The continuous work of history.

By Kelsey Kitzke


The overturn of Roe is, possibly, our time’s most stark reminder of the resurgence of history. A landmark decision that guided and, perhaps, enabled our understanding of the solidity of historical moments and the forward march of societal progress is no more. What used to be a grim but passing comment about what once was—a pre-Roe America—has become our enduring reality. It is simple to say that history never unfolds in a straight line, but it is harder to say that history is made in the small efforts of the present. As Barnard history professor Premilla Nadasen reminded me, history is an urgent question of the contemporary moment. How do we imagine our past in ways that mobilize our future? How does the focus of our historical thinking prioritize those most marginalized? And what does it mean to engage with feminist efforts of the past both critically and inclusively?


Illustration by Phoebe Wagoner

Nadasen faced these questions from an early age. Her political engagement began at 17 after a visit from her father’s friend, a South African who was imprisoned and tortured in Robben Island alongside Nelson Mandela for donating $25 to an anti-apartheid organization. As an undergraduate at the University of Michigan in the 1980s, she became involved in the anti-apartheid movement herself, through organizations led by women of color. As a scholar and historian, she has written about Black women’s often-ignored organizing efforts in domestic workers’ collectives and the welfare rights movement. And at this critical juncture for political organizing on the left, I talked with Nadasen about where we have been and where we have to go.

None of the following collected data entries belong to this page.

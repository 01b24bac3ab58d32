//! Repository layer for data access.

pub mod entities;
mod developer_repository;
mod entity_reader;
mod project_repository;
mod record_repository;
mod report_repository;
mod task_repository;

pub use developer_repository::DeveloperRepository;
pub use entity_reader::{EntityReader, EntityStore};
pub use project_repository::ProjectRepository;
pub use record_repository::RecordRepository;
pub use report_repository::ReportRepository;
pub use task_repository::TaskRepository;

#[cfg(any(test, feature = "test-utils"))]
pub use entity_reader::MockEntityReader;
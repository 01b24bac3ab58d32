//! Record domain entity: an opaque string payload stored on its own.

use chrono::{DateTime, Utc};
use serde::{Deserialize, Serialize};

/// Record domain entity
#[derive(Debug, Clone, PartialEq, Eq, Serialize, Deserialize)]
pub struct Record {
    pub id: i32,
    pub data: String,
    pub created_at: DateTime<Utc>,
}

/// Record creation data transfer object
#[derive(Debug, Clone, PartialEq, Eq, Serialize, Deserialize)]
pub struct NewRecord {
    pub data: String,
}

impl NewRecord {
    pub fn new(data: impl Into<String>) -> Self {
        Self { data: data.into() }
    }
}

This conversation has been edited and condensed for clarity.


The Blue & White: How did your early political experiences impact your interest in studying social movements?


Premilla Nadasen: I was an undergrad in the 1980s, and we don’t really think of that as a decade of social movement organizing or activism. With the Reagan-Thatcher era, it’s probably defined more in terms of big hair and bad music and bad politics. But that was the formative decade of my political development. And it actually started when I was 17, and a high school friend of my father’s came to stay with us during my senior year. He was in Robben Island with Nelson Mandela and a lot of other prisoners—he was an Amnesty International prisoner of conscience—and he just started talking to me about his time as an activist there. And as a 17-year-old, I was deeply moved by the stories he told me about when he was detained and tortured. I think one of the most vivid things I remember was when he would tell me, “Don’t sit on my right side, sit on my left side because they broke my eardrum when they tortured me and I can’t hear on my right side.”

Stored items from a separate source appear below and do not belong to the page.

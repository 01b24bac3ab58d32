//! Entity reader - point lookups by id on the connection pool.

use std::sync::Arc;

use async_trait::async_trait;
use sea_orm::DatabaseConnection;

use super::{
    DeveloperRepository, ProjectRepository, RecordRepository, ReportRepository, TaskRepository,
};
use common::AppResult;
use domain::{Developer, Project, Record, Report, Task};

#[cfg(any(test, feature = "test-utils"))]
use mockall::automock;

/// Read side for dependency injection.
///
/// A missing row is `Ok(None)`; the service layer turns it into `NotFound`.
#[cfg_attr(any(test, feature = "test-utils"), automock)]
#[async_trait]
pub trait EntityReader: Send + Sync {
    async fn developer(&self, id: i32) -> AppResult<Option<Developer>>;

    async fn project(&self, id: i32) -> AppResult<Option<Project>>;

    async fn report(&self, id: i32) -> AppResult<Option<Report>>;

    async fn task(&self, id: i32) -> AppResult<Option<Task>>;

    async fn record(&self, id: i32) -> AppResult<Option<Record>>;
}

/// Concrete implementation of EntityReader
pub struct EntityStore {
    db: Arc<DatabaseConnection>,
}

impl EntityStore {
    /// Create new reader instance
    pub fn new(db: Arc<DatabaseConnection>) -> Self {
        Self { db }
    }
}

#[async_trait]
impl EntityReader for EntityStore {
    async fn developer(&self, id: i32) -> AppResult<Option<Developer>> {
        DeveloperRepository::new(self.db.as_ref()).find_by_id(id).await
    }

    async fn project(&self, id: i32) -> AppResult<Option<Project>> {
        ProjectRepository::new(self.db.as_ref()).find_by_id(id).await
    }

    async fn report(&self, id: i32) -> AppResult<Option<Report>> {
        ReportRepository::new(self.db.as_ref()).find_by_id(id).await
    }

    async fn task(&self, id: i32) -> AppResult<Option<Task>> {
        TaskRepository::new(self.db.as_ref()).find_by_id(id).await
    }

    async fn record(&self, id: i32) -> AppResult<Option<Record>> {
        RecordRepository::new(self.db.as_ref()).find_by_id(id).await
    }
}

As a 17-year-old who lived a relatively good life, it was really, really powerful for me to hear that. Out of that, I started an anti-apartheid organization in my high school. But I also think that the question of politics was something I had a gut instinct about from the time I was very young. My family immigrated from South Africa, my mother worked in a factory; we didn’t have a lot of money. There was a lot of gender inequality in our family, where my brother was asked to do certain chores and my sister and I were asked to do other kinds of chores. So I always had a gut instinct about social justice, but I didn’t have words for it and I didn’t have a framework to understand it. As I became politicized, I developed that language and I developed that worldview that helped me understand what I had been feeling for so long.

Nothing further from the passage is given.